SUWA on the Defense: They're Spewing Propaganda Again

Third in a Series, By Toni Thayer


The Southern Utah Wilderness Alliance (SUWA), a well-funded and aggressive environmental group, is at it again with their mass mailing campaign to discredit southern Utah elected officials. In Garfield County where residents are all too familiar with the group’s locally negative track record, many of the letters went unopened into post office trashcans or were added as fuel to their fireplace.

SUWA’s Dec. 15 letter, mailed to Garfield and Kane County residents, is similar to another one sent in October 2003 with accusations of improper actions by local county commissioners and Utah state representatives.

In the more recent December mailing, Larry Young, SUWA’s Executive Director and signer of the letter, insinuates that the Utah politicians have played a “blame game” in their responses to his earlier allegations and to those made by environmental reporter Brent Israelsen in the Salt Lake Tribune.

From his Salt Lake City office, Young smugly determined that the wilderness designation sought by his group for the two counties “won’t cause economic devastation. It will just keep southern Utah a great place to live.”
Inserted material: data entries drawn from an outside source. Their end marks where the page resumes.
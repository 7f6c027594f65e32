use std::collections::{HashMap, HashSet};
use std::ops::RangeInclusive;

use crate::model::FullGraph;
use crate::{normalize_identifier, CitationMeta, GraphKind, NodeId, PaperRecord};

pub const DEFAULT_CANDIDATE_LIMIT: usize = 120;
pub const CANDIDATE_LIMIT_RANGE: RangeInclusive<usize> = 30..=300;

pub fn clamp_candidate_limit(limit: usize) -> usize {
    limit.clamp(*CANDIDATE_LIMIT_RANGE.start(), *CANDIDATE_LIMIT_RANGE.end())
}

/// Co-authorship graph: node weight = papers per author, edge weight = shared papers.
pub fn build_author_graph(records: &[PaperRecord]) -> FullGraph {
    let mut graph = FullGraph::new(GraphKind::Author);
    for paper in records {
        let names = paper.author_names();
        let ids: Vec<NodeId> = names.iter().map(|n| NodeId::from(n.as_str())).collect();
        for (id, name) in ids.iter().zip(&names) {
            graph.upsert_node(id.clone(), name.clone(), None).weight += 1;
        }
        for (i, a) in ids.iter().enumerate() {
            for b in &ids[i + 1..] {
                graph.add_edge(a, b, 1);
            }
        }
    }
    graph
}

/// A paper that can take part in the citation graph.
#[derive(Debug, Clone, PartialEq)]
pub struct Candidate {
    pub paper_id: u64,
    pub title: Option<String>,
    pub year: Option<i32>,
    /// DOI as supplied (trimmed).
    pub doi: String,
    /// Normalized DOI, the cache key.
    pub key: String,
}

impl Candidate {
    pub fn node_id(&self) -> NodeId {
        NodeId(self.paper_id.to_string())
    }
}

/// First `limit` papers carrying a DOI, in input order. Later records whose
/// normalized DOI repeats an earlier one are skipped.
pub fn citation_candidates(records: &[PaperRecord], limit: usize) -> Vec<Candidate> {
    let mut seen: HashSet<String> = HashSet::new();
    records
        .iter()
        .filter_map(|p| {
            let doi = p.doi()?;
            let key = normalize_identifier(doi);
            if !seen.insert(key.clone()) {
                return None;
            }
            Some(Candidate {
                paper_id: p.id,
                title: p.title.clone(),
                year: p.year,
                doi: doi.to_string(),
                key,
            })
        })
        .take(limit)
        .collect()
}

/// Citation graph over a fully settled batch. `resolved[i]` belongs to
/// `candidates[i]`; missing or `None` entries become weight-0 nodes without
/// edges.
pub fn build_citation_graph(candidates: &[Candidate], resolved: &[Option<CitationMeta>]) -> FullGraph {
    let mut graph = FullGraph::new(GraphKind::Citation);
    let mut by_external: HashMap<&str, NodeId> = HashMap::new();

    for (i, cand) in candidates.iter().enumerate() {
        let meta = resolved.get(i).and_then(Option::as_ref);
        let label = cand
            .title
            .clone()
            .filter(|t| !t.trim().is_empty())
            .or_else(|| meta.and_then(|m| m.title.clone()))
            .unwrap_or_else(|| "Untitled".to_string());
        let node = graph.upsert_node(cand.node_id(), label, cand.year);
        if let Some(meta) = meta {
            node.weight = u32::try_from(meta.citation_count).unwrap_or(u32::MAX);
            by_external.insert(meta.external_id.as_str(), cand.node_id());
        }
    }

    for (i, cand) in candidates.iter().enumerate() {
        let Some(meta) = resolved.get(i).and_then(Option::as_ref) else {
            continue;
        };
        let from = cand.node_id();
        for reference in &meta.reference_ids {
            if let Some(to) = by_external.get(reference.as_str()) {
                graph.add_edge(&from, to, 1);
            }
        }
    }

    graph
}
So, who is this urban group that’s continually trying to dictate public land policy for rural Utahns? Why are these city slickers enamored with sticking their noses into southern Utah’s economy? Who’s funding their neverending push for control of 20 percent of Utah’s lands through Federal wilderness designations?

According to SUWA’s Spring 2003 newsletter, key funders during their initial startup days were the Rockefeller Family Fund, Town Creek Foundation, and Harder Foundation. (

Author Ron Arnold in his book, Undue Influence, says that in 1994, the Rockefellers had six foundations with assets totaling $2.7 billion with their original wealth coming from Standard Oil Company profits. Arnold identifies Edmund A. Stanley with the Town Creek Foundation as a former Wilderness Society board member and Delmar S. Harder who started the Harder Foundation as a General Motors executive. (

In his December letter, Young repeats his earlier October warning that change is inevitable as “traditional industries decline and new economies rise up.” He goes on to say that SUWA doesn’t “have the answers to the tough economic questions raised by our nation’s new role in a global economy.”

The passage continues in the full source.